A few short months ago, he’d have done more than look. He’d have walked up to her, smiled, asked if she, too, were lunching at Portofino’s…

But not today.

Not for the foreseeable future, he thought, his mouth thinning.

No matter what she looked like behind those dark glasses, he wasn’t interested.

He swung away, handed the taxi driver a couple of bills. A driver behind his cab bleated his horn; Damian shot a look at the car, edged past it, stepped onto the curb…

And saw that the woman had taken off her sunglasses. She was looking straight at him, her gaze focused and steady.

She wasn’t stunning.

She was spectacular.

Her face was a perfect oval, her cheekbones sharp as blades, her nose straight and aristocratic. Her eyes were incredible. Wide-set. Deep green. Heavily lashed.

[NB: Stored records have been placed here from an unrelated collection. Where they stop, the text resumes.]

//! JSONL file output.
//!
//! Appends one JSON object per line to the configured log file, flushing
//! after every line so `tail -f` sees entries as they happen.

use crate::json_layer::JsonLayer;
use crate::LogConfig;
use parking_lot::Mutex;
use std::fs::{File, OpenOptions};
use std::io::{self, BufWriter};
use std::path::Path;
use std::sync::Arc;
use tracing_subscriber::fmt::MakeWriter;
use tracing_subscriber::layer::SubscriberExt;
use tracing_subscriber::util::SubscriberInitExt;
use tracing_subscriber::{EnvFilter, Layer};

/// Append-only, line-flushed writer shared by all events.
#[derive(Clone)]
pub struct JsonlFileWriter {
    inner: Arc<Mutex<BufWriter<File>>>,
}

impl JsonlFileWriter {
    pub fn new(path: &Path) -> io::Result<Self> {
        if let Some(parent) = path.parent() {
            std::fs::create_dir_all(parent)?;
        }

        let file = OpenOptions::new().create(true).append(true).open(path)?;

        Ok(Self {
            inner: Arc::new(Mutex::new(BufWriter::with_capacity(8192, file))),
        })
    }
}

impl io::Write for JsonlFileWriter {
    fn write(&mut self, buf: &[u8]) -> io::Result<usize> {
        let mut guard = self.inner.lock();
        let result = guard.write(buf);
        guard.flush()?;
        result
    }

    fn flush(&mut self) -> io::Result<()> {
        self.inner.lock().flush()
    }
}

#[derive(Clone)]
pub struct WriterFactory {
    writer: JsonlFileWriter,
}

impl<'a> MakeWriter<'a> for WriterFactory {
    type Writer = JsonlFileWriter;

    fn make_writer(&'a self) -> Self::Writer {
        self.writer.clone()
    }
}

fn env_filter(default_level: &str) -> EnvFilter {
    EnvFilter::try_from_default_env().unwrap_or_else(|_| EnvFilter::new(default_level))
}

/// Install a subscriber writing JSONL to `path`, plus stderr if configured.
pub fn init_file_subscriber(config: &LogConfig, path: &Path) -> io::Result<()> {
    let writer = JsonlFileWriter::new(path)?;
    let json_layer = JsonLayer::new(config.service_name.clone(), WriterFactory { writer });

    let stderr_layer = config.also_stderr.then(|| {
        tracing_subscriber::fmt::layer()
            .with_target(true)
            .compact()
            .with_writer(io::stderr)
            .with_filter(env_filter(&config.default_level))
    });

    let installed = tracing_subscriber::registry()
        .with(json_layer.with_filter(env_filter(&config.default_level)))
        .with(stderr_layer)
        .try_init()
        .is_ok();

    if installed {
        tracing::info!(log_path = %path.display(), "observability initialized");
    }
    Ok(())
}

#[cfg(test)]
mod tests {
    use super::*;
    use std::io::{Read, Write};
    use tempfile::tempdir;

    #[test]
    fn test_jsonl_writer_creates_file() {
        let dir = tempdir().unwrap();
        let path = dir.path().join("logs").join("exchange.jsonl");

        let mut writer = JsonlFileWriter::new(&path).unwrap();
        writer.write_all(b"{\"level\":\"INFO\"}\n").unwrap();

        let mut content = String::new();
        File::open(&path)
            .unwrap()
            .read_to_string(&mut content)
            .unwrap();
        assert_eq!(content, "{\"level\":\"INFO\"}\n");
    }

    #[test]
    fn test_jsonl_writer_appends() {
        let dir = tempdir().unwrap();
        let path = dir.path().join("exchange.jsonl");

        JsonlFileWriter::new(&path)
            .unwrap()
            .write_all(b"first\n")
            .unwrap();
        JsonlFileWriter::new(&path)
            .unwrap()
            .write_all(b"second\n")
            .unwrap();

        let content = std::fs::read_to_string(&path).unwrap();
        assert_eq!(content, "first\nsecond\n");
    }
}
//! Core error types for configuration and peer persistence.

use thiserror::Error;

/// Core error type for configuration and peer registry operations.
#[derive(Error, Debug)]
pub enum CoreError {
    /// Configuration error
    #[error("Configuration error: {0}")]
    Config(String),

    /// IO error
    #[error("IO error: {0}")]
    Io(#[from] std::io::Error),

    /// JSON serialization/deserialization error
    #[error("JSON error: {0}")]
    Json(#[from] serde_json::Error),

    /// A new peer was registered without an endpoint
    #[error("Missing endpoint")]
    MissingEndpoint,

    /// Peer not present in the registry
    #[error("Peer not found: {0}")]
    PeerNotFound(String),

    /// Destination not declared for the peer
    #[error("Destination not found: {0}")]
    DestinationNotFound(String),
}

/// Result type alias using CoreError.
pub type CoreResult<T> = Result<T, CoreError>;
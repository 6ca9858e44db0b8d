//! Data exchange node - peer-to-peer message and blob transfer sidecar.

mod api;
mod app;
mod error;
mod p2p;
#[cfg(test)]
mod test_support;

use std::path::PathBuf;

use clap::Parser;
use exchange_config_and_utils::{init_logging, Config, Paths};

/// Data exchange command-line interface.
#[derive(Parser)]
#[command(name = "data-exchange")]
#[command(about = "Peer-to-peer data exchange for messages and blobs")]
#[command(version)]
struct Cli {
    /// Log level (trace, debug, info, warn, error). Overrides the config file.
    #[arg(short, long, env = "LOG_LEVEL")]
    log_level: Option<String>,

    /// Directory holding config.json, certificates, peers and blobs.
    #[arg(long, env = "DATA_DIRECTORY", default_value = "/data")]
    data_dir: PathBuf,
}

#[tokio::main]
async fn main() -> anyhow::Result<()> {
    let cli = Cli::parse();

    let paths = Paths::with_base_dir(cli.data_dir);
    paths.ensure_dirs()?;
    let mut config = Config::load(&paths)?;
    if let Some(level) = cli.log_level {
        config.log_level = level;
    }

    init_logging(&config.log_level, Some(&paths.log_file()))?;

    app::run(config, paths).await
}
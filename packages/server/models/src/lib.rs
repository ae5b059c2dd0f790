#![cfg_attr(feature = "fail-on-warnings", deny(warnings))]
#![warn(clippy::all, clippy::pedantic, clippy::nursery, clippy::cargo)]
#![allow(clippy::multiple_crate_versions, clippy::cargo_common_metadata)]

//! API request and response types for the tender watch server.
//!
//! Response envelopes use `camelCase` keys; tender records keep their
//! Portuguese field names.

use std::collections::BTreeMap;

use chrono::{DateTime, Utc};
use serde::{Deserialize, Serialize};
use tender_watch_tender_models::{Category, DocumentKind, Provenance, TenderRecord};

/// Default page number.
pub const DEFAULT_PAGE: usize = 1;

/// Default page size.
pub const DEFAULT_LIMIT: usize = 10;

/// Health check response.
#[derive(Debug, Serialize)]
#[serde(rename_all = "camelCase")]
pub struct ApiHealth {
    /// Whether the server is healthy.
    pub healthy: bool,
    /// Server version.
    pub version: String,
}

/// Error body returned with every non-2xx response.
#[derive(Debug, Clone, PartialEq, Eq, Serialize, Deserialize)]
pub struct ApiError {
    /// Human-readable message.
    pub error: String,
}

impl ApiError {
    /// Wraps `message` in an error body.
    #[must_use]
    pub fn new(message: impl Into<String>) -> Self {
        Self {
            error: message.into(),
        }
    }
}

/// Provenance of the data a response was computed from.
#[derive(Debug, Clone, Copy, PartialEq, Eq, Serialize, Deserialize)]
#[serde(rename_all = "camelCase")]
pub struct ApiDataSource {
    /// Origin of the served snapshot.
    pub provenance: Option<Provenance>,
    /// Whether the served snapshot is a persisted fallback.
    pub is_using_persisted_data: bool,
    /// When the served data was produced.
    pub last_update: Option<DateTime<Utc>>,
    /// Consecutive failed refresh attempts.
    pub retry_attempts: u32,
}

/// One page of a filtered listing.
#[derive(Debug, Clone, PartialEq, Serialize, Deserialize)]
#[serde(rename_all = "camelCase")]
pub struct Paginated<T> {
    /// Matches before pagination.
    pub total: usize,
    /// One-based page number.
    pub page: usize,
    /// Number of pages at the requested page size.
    pub total_pages: usize,
    /// Records on this page.
    pub results: Vec<T>,
    /// Where the data came from.
    pub data_source: ApiDataSource,
}

/// `GET /api/status` response.
#[derive(Debug, Clone, PartialEq, Serialize, Deserialize)]
#[serde(rename_all = "camelCase")]
pub struct ApiStatus {
    /// `operational` once a snapshot is served, `initializing` before.
    pub status: String,
    /// Lifecycle phase of the refresh orchestrator.
    pub phase: String,
    /// Where the data came from.
    pub data_source: ApiDataSource,
    /// Records per category in the served snapshot.
    pub statistics: BTreeMap<Category, usize>,
}

/// JSON export of one category.
#[derive(Debug, Clone, PartialEq, Serialize, Deserialize)]
#[serde(rename_all = "camelCase")]
pub struct ExportResponse {
    /// Every record of the category.
    pub data: Vec<TenderRecord>,
    /// Where the data came from.
    pub data_source: ApiDataSource,
}

/// Query parameters for `GET /api/concursos/abertos`.
#[derive(Debug, Clone, Default, Deserialize)]
pub struct OpenTenderParams {
    /// Province, case-insensitive equality.
    pub provincia: Option<String>,
    /// Procedure type, case-insensitive equality.
    pub tipo_concurso: Option<String>,
    /// Issuing entity, case-insensitive substring.
    pub entidade: Option<String>,
    /// Free text matched against every field.
    pub search: Option<String>,
    /// One-based page number.
    pub page: Option<usize>,
    /// Page size.
    pub limit: Option<usize>,
}

/// Query parameters for `GET /api/concursos/adjudicados`.
#[derive(Debug, Clone, Default, Deserialize)]
pub struct AwardedParams {
    /// Free text matched against every field.
    pub search: Option<String>,
    /// One-based page number.
    pub page: Option<usize>,
    /// Page size.
    pub limit: Option<usize>,
}

/// Query parameters for `GET /api/concursos/ajustes-directos`.
#[derive(Debug, Clone, Default, Deserialize)]
pub struct DirectAdjustmentParams {
    /// Issuing entity, case-insensitive substring.
    pub entidade: Option<String>,
    /// Contracted party, case-insensitive substring.
    pub contratada: Option<String>,
    /// Inclusive lower bound on the contract value.
    pub valor_min: Option<f64>,
    /// Inclusive upper bound on the contract value.
    pub valor_max: Option<f64>,
    /// Free text matched against every field.
    pub search: Option<String>,
    /// One-based page number.
    pub page: Option<usize>,
    /// Page size.
    pub limit: Option<usize>,
}

/// Query parameters for `GET /api/concursos/export`.
#[derive(Debug, Clone, Default, Deserialize)]
pub struct ExportParams {
    /// Category slug: `abertos`, `adjudicados` or `ajustes-directos`.
    #[serde(rename = "type")]
    pub kind: Option<String>,
    /// `json` (default) or `csv`.
    pub format: Option<String>,
}

/// Query parameters for `GET /api/concursos/{type}/detalhes`.
#[derive(Debug, Clone, Deserialize)]
pub struct DetailParams {
    /// Tender reference.
    pub referencia: String,
}

/// Query parameters for `GET /api/proxy-pdf`.
#[derive(Debug, Clone, Deserialize)]
pub struct DocumentParams {
    /// Tender reference.
    pub referencia: String,
    /// Which document to fetch.
    #[serde(rename = "type", default)]
    pub kind: DocumentKind,
}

And then there was that mouth. The things that mouth might do…

Hell!

Damian turned hard so quickly he couldn’t believe it but then, he’d gone three months without a woman.

It was the longest he’d gone without sex since he’d been introduced to its mysteries the Christmas he was sixteen, when one of his father’s many mistresses had seduced him.

The difference was that he’d been a boy then.

He was a man now. A man with cold hatred in his heart and no wish for a woman in his life, not yet, not even one this beautiful, this desirable…

“Hey, dude, this is New York! You think you own the sidewalk?”

Damian swung around, ready and eager for a fight, saw the speaker…and felt his tension drain away.

“Reyes,” he said, smiling.

Lucas Reyes smiled in return. “In the flesh.”

Damian’s smile became a grin. He held out his hand, said, “Oh, what the hell,” and pulled his old friend into a bear hug.

“It’s good to see you.”

“The same here.” Lucas pulled back, his smile tilting. “Ready for lunch?”

“Aren’t I always ready for a meal at Portofino’s?”

“Yeah. Sure. I just—I meant…” Lucas cleared his throat. “You okay?”

“I’m fine.”

“You should have called. By the time I read about the, ah, the accident…”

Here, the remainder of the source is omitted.